_REQUIRED WORK_
Only the lines below from the one containing "image attributes for" to the one containing "a shared handle" should be repeated, both included and unchanged.
........
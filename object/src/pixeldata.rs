//! Pixel data payloads and load modes.
//!
//! The value of a native Pixel Data element is held behind a
//! [`PixelSource`], which either owns the sample bytes, defers their
//! loading to a seekable stream shared with the file reader, or merely
//! records where the value was in the stream. Deferred loading is
//! single-flight: across concurrent callers, the source loads at most
//! once, and once loaded the data is reachable without locking.

use crate::util::ReadSeek;
use dcm_core::header::{HasLength, Length};
use snafu::{Backtrace, ResultExt, Snafu};
use std::fmt;
use std::io::{Read, Seek, SeekFrom};
use std::sync::{Arc, Mutex, OnceLock};

/// The stream type shared between the file reader and its
/// deferred pixel data sources.
pub type SharedStream = Arc<Mutex<Box<dyn ReadSeek + Send>>>;

#[derive(Debug, Snafu)]
#[snafu(visibility(pub))]
#[non_exhaustive]
pub enum PixelDataError {
    /// Data access was attempted on a skipped pixel data source.
    #[snafu(display("pixel data was skipped at read time"))]
    PixelDataSkipped { backtrace: Backtrace },

    /// The deferred source is not attached to its stream.
    #[snafu(display("pixel data source is not attached to a stream"))]
    Detached { backtrace: Backtrace },

    /// The deferred source previously failed to load
    /// and will not be retried.
    #[snafu(display("pixel data source previously failed to load"))]
    LoadFailed { backtrace: Backtrace },

    /// An I/O error occurred while loading the value bytes.
    #[snafu(display("failed to load pixel data from the source stream"))]
    LoadSource {
        backtrace: Backtrace,
        source: std::io::Error,
    },

    /// The frame index is out of bounds.
    #[snafu(display("frame {} is out of bounds ({} frames)", index, frames))]
    FrameOutOfRange {
        index: u32,
        frames: u32,
        backtrace: Backtrace,
    },

    /// The data set does not carry the attributes needed
    /// to compute the frame layout.
    #[snafu(display("incomplete image attributes for frame access"))]
    IncompleteContext { backtrace: Backtrace },
}

pub type Result<T, E = PixelDataError> = std::result::Result<T, E>;

/// The load state of a deferred pixel data source.
#[derive(Debug, Copy, Clone, Eq, PartialEq)]
enum LoadState {
    NotLoaded,
    Failed,
}

/// A pixel data value deferred to the source stream.
///
/// Holds the byte range of the value in the stream and a shared handle
/// to that stream, attached by the file reader once parsing completes.
#[derive(Clone)]
pub struct LazyPixelData {
    offset: u64,
    length: u32,
    stream: Arc<OnceLock<SharedStream>>,
    data: Arc<OnceLock<Vec<u8>>>,
    state: Arc<Mutex<LoadState>>,
}

impl fmt::Debug for LazyPixelData {
    fn fmt(&self, f: &mut fmt::Formatter<'_>) -> fmt::Result {
        f.debug_struct("LazyPixelData")
            .field("offset", &self.offset)
            .field("length", &self.length)
            .field("attached", &self.stream.get().is_some())
            .field("loaded", &self.data.get().is_some())
            .field("state", &self.state.lock().unwrap_or_else(|e| e.into_inner()))
            .finish()
    }
}

impl LazyPixelData {
    /// Create a deferred source for the given byte range,
    /// not yet attached to a stream.
    pub(crate) fn detached(offset: u64, length: u32) -> Self {
        LazyPixelData {
            offset,
            length,
            stream: Arc::new(OnceLock::new()),
            data: Arc::new(OnceLock::new()),
            state: Arc::new(Mutex::new(LoadState::NotLoaded)),
        }
    }

    /// Attach the source stream. Called by the file reader
    /// when it relinquishes the stream.
    pub(crate) fn attach(&self, stream: SharedStream) {
        let _ = self.stream.set(stream);
    }

    /// The byte offset of the value in the source stream.
    pub fn offset(&self) -> u64 {
        self.offset
    }

    /// The byte length of the value.
    pub fn length(&self) -> u32 {
        self.length
    }

    /// Whether the value bytes are resident in memory.
    pub fn is_loaded(&self) -> bool {
        self.data.get().is_some()
    }

    /// Obtain the value bytes, loading them from the stream
    /// on the first call.
    pub fn load(&self) -> Result<&[u8]> {
        // fast path: already loaded, no locking
        if let Some(data) = self.data.get() {
            return Ok(data);
        }

        // single-flight: at most one caller performs the load
        let mut state = self.state.lock().unwrap_or_else(|e| e.into_inner());
        if let Some(data) = self.data.get() {
            return Ok(data);
        }
        if *state == LoadState::Failed {
            return LoadFailedSnafu.fail();
        }

        let stream = self.stream.get().ok_or_else(|| DetachedSnafu.build())?;
        let mut guard = stream.lock().unwrap_or_else(|e| e.into_inner());
        let loaded = (|| -> Result<Vec<u8>> {
            guard
                .seek(SeekFrom::Start(self.offset))
                .context(LoadSourceSnafu)?;
            let mut data = vec![0; self.length as usize];
            guard.read_exact(&mut data).context(LoadSourceSnafu)?;
            Ok(data)
        })();
        drop(guard);

        match loaded {
            Ok(data) => {
                let _ = self.data.set(data);
                Ok(self.data.get().map(Vec::as_slice).unwrap_or(&[]))
            }
            Err(e) => {
                *state = LoadState::Failed;
                Err(e)
            }
        }
    }
}

impl PartialEq for LazyPixelData {
    fn eq(&self, other: &Self) -> bool {
        self.offset == other.offset && self.length == other.length
    }
}

/// The payload of a native pixel data element.
#[derive(Debug, Clone, PartialEq)]
pub enum PixelSource {
    /// The value bytes are owned in memory.
    Immediate(Vec<u8>),
    /// The value bytes reside in the source stream
    /// and are loaded on first access.
    Lazy(LazyPixelData),
    /// Only the position of the value was retained;
    /// the bytes are not accessible.
    Skipped {
        /// the byte offset of the value in the source stream
        offset: u64,
        /// the byte length of the value
        length: u32,
    },
}

impl PixelSource {
    /// Obtain the value bytes, loading them if deferred.
    /// Fails on a skipped source.
    pub fn bytes(&self) -> Result<&[u8]> {
        match self {
            PixelSource::Immediate(data) => Ok(data),
            PixelSource::Lazy(lazy) => lazy.load(),
            PixelSource::Skipped { .. } => PixelDataSkippedSnafu.fail(),
        }
    }

    /// Produce a source with independently owned bytes.
    /// Fails on a skipped source.
    pub fn to_owned(&self) -> Result<PixelSource> {
        Ok(PixelSource::Immediate(self.bytes()?.to_vec()))
    }

    /// Whether this source was skipped at read time.
    pub fn is_skipped(&self) -> bool {
        matches!(self, PixelSource::Skipped { .. })
    }
}

impl HasLength for PixelSource {
    fn length(&self) -> Length {
        match self {
            PixelSource::Immediate(data) => Length(data.len() as u32),
            PixelSource::Lazy(lazy) => Length(lazy.length()),
            PixelSource::Skipped { length, .. } => Length(*length),
        }
    }
}

/// How the reader should treat the Pixel Data element value.
#[derive(Clone)]
pub enum PixelDataHandling {
    /// Read the value bytes into memory.
    Eager,
    /// Record the value's position and defer loading.
    /// Requires a seekable source; falls back to eager otherwise.
    Lazy,
    /// Record the value's position and discard the bytes.
    Skip,
    /// Consult an arbiter with the pixel data context,
    /// which decides between the three concrete modes.
    Callback(Arc<dyn Fn(&PixelDataContext) -> PixelDataMode + Send + Sync>),
}

impl std::fmt::Debug for PixelDataHandling {
    fn fmt(&self, f: &mut std::fmt::Formatter<'_>) -> std::fmt::Result {
        match self {
            PixelDataHandling::Eager => f.write_str("Eager"),
            PixelDataHandling::Lazy => f.write_str("Lazy"),
            PixelDataHandling::Skip => f.write_str("Skip"),
            PixelDataHandling::Callback(_) => f.write_str("Callback(..)"),
        }
    }
}

impl Default for PixelDataHandling {
    fn default() -> Self {
        PixelDataHandling::Eager
    }
}

/// A concrete pixel data load mode, as resolved from
/// [`PixelDataHandling`].
#[derive(Debug, Copy, Clone, Eq, PartialEq)]
pub enum PixelDataMode {
    /// Read the value bytes into memory.
    Eager,
    /// Record the value's position and defer loading.
    Lazy,
    /// Record the value's position and discard the bytes.
    Skip,
}

/// The information available about a Pixel Data element
/// at the time its header is read, before the value.
///
/// Assembled from the already-parsed elements of the enclosing data set
/// (which precede Pixel Data in tag order) and the active
/// transfer syntax.
#[derive(Debug, Clone)]
pub struct PixelDataContext {
    /// Number of rows, when present.
    pub rows: Option<u16>,
    /// Number of columns, when present.
    pub columns: Option<u16>,
    /// Samples per pixel, when present.
    pub samples_per_pixel: Option<u16>,
    /// Bits allocated per sample, when present.
    pub bits_allocated: Option<u16>,
    /// Number of frames, when present.
    pub number_of_frames: Option<u32>,
    /// The active transfer syntax UID.
    pub transfer_syntax_uid: String,
    /// Whether the pixel data is encapsulated.
    pub encapsulated: bool,
    /// The declared value length.
    pub declared_length: Length,
}

impl PixelDataContext {
    /// The size of a single native frame in bytes,
    /// when the attributes required to compute it are present.
    pub fn frame_size(&self) -> Option<u64> {
        let rows = u64::from(self.rows?);
        let columns = u64::from(self.columns?);
        let samples = u64::from(self.samples_per_pixel.unwrap_or(1));
        let bits = u64::from(self.bits_allocated?);
        Some(rows * columns * samples * ((bits + 7) / 8))
    }
}

#[cfg(test)]
mod tests {
    use super::*;
    use std::io::Cursor;

    fn lazy_over(data: &'static [u8], offset: u64, length: u32) -> LazyPixelData {
        let lazy = LazyPixelData::detached(offset, length);
        let stream: SharedStream =
            Arc::new(Mutex::new(Box::new(Cursor::new(data.to_vec()))));
        lazy.attach(stream);
        lazy
    }

    #[test]
    fn lazy_loads_once_and_reads_lock_free() {
        let lazy = lazy_over(b"0123456789", 2, 4);
        assert!(!lazy.is_loaded());
        assert_eq!(lazy.load().unwrap(), b"2345");
        assert!(lazy.is_loaded());
        // a second call comes from memory
        assert_eq!(lazy.load().unwrap(), b"2345");
    }

    #[test]
    fn lazy_shares_state_across_clones() {
        let lazy = lazy_over(b"0123456789", 0, 2);
        let clone = lazy.clone();
        assert_eq!(lazy.load().unwrap(), b"01");
        assert!(clone.is_loaded());
    }

    #[test]
    fn short_stream_fails_terminally() {
        let lazy = lazy_over(b"0123", 2, 10);
        assert!(matches!(
            lazy.load(),
            Err(PixelDataError::LoadSource { .. })
        ));
        assert!(matches!(lazy.load(), Err(PixelDataError::LoadFailed { .. })));
    }

    #[test]
    fn skipped_source_denies_access() {
        let source = PixelSource::Skipped {
            offset: 100,
            length: 64,
        };
        assert!(matches!(
            source.bytes(),
            Err(PixelDataError::PixelDataSkipped { .. })
        ));
        assert!(matches!(
            source.to_owned(),
            Err(PixelDataError::PixelDataSkipped { .. })
        ));
        assert_eq!(source.length(), Length(64));
    }

    #[test]
    fn frame_size_needs_complete_context() {
        let mut ctx = PixelDataContext {
            rows: Some(4),
            columns: Some(4),
            samples_per_pixel: Some(1),
            bits_allocated: Some(16),
            number_of_frames: Some(2),
            transfer_syntax_uid: "1.2.840.10008.1.2.1".into(),
            encapsulated: false,
            declared_length: Length(64),
        };
        assert_eq!(ctx.frame_size(), Some(32));
        ctx.rows = None;
        assert_eq!(ctx.frame_size(), None);
    }
}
........
_ANSWER BOX_
    #[snafu(display("incomplete image attributes for frame access"))]
    IncompleteContext { backtrace: Backtrace },
}

pub type Result<T, E = PixelDataError> = std::result::Result<T, E>;

/// The load state of a deferred pixel data source.
#[derive(Debug, Copy, Clone, Eq, PartialEq)]
enum LoadState {
    NotLoaded,
    Failed,
}

/// A pixel data value deferred to the source stream.
///
/// Holds the byte range of the value in the stream and a shared handle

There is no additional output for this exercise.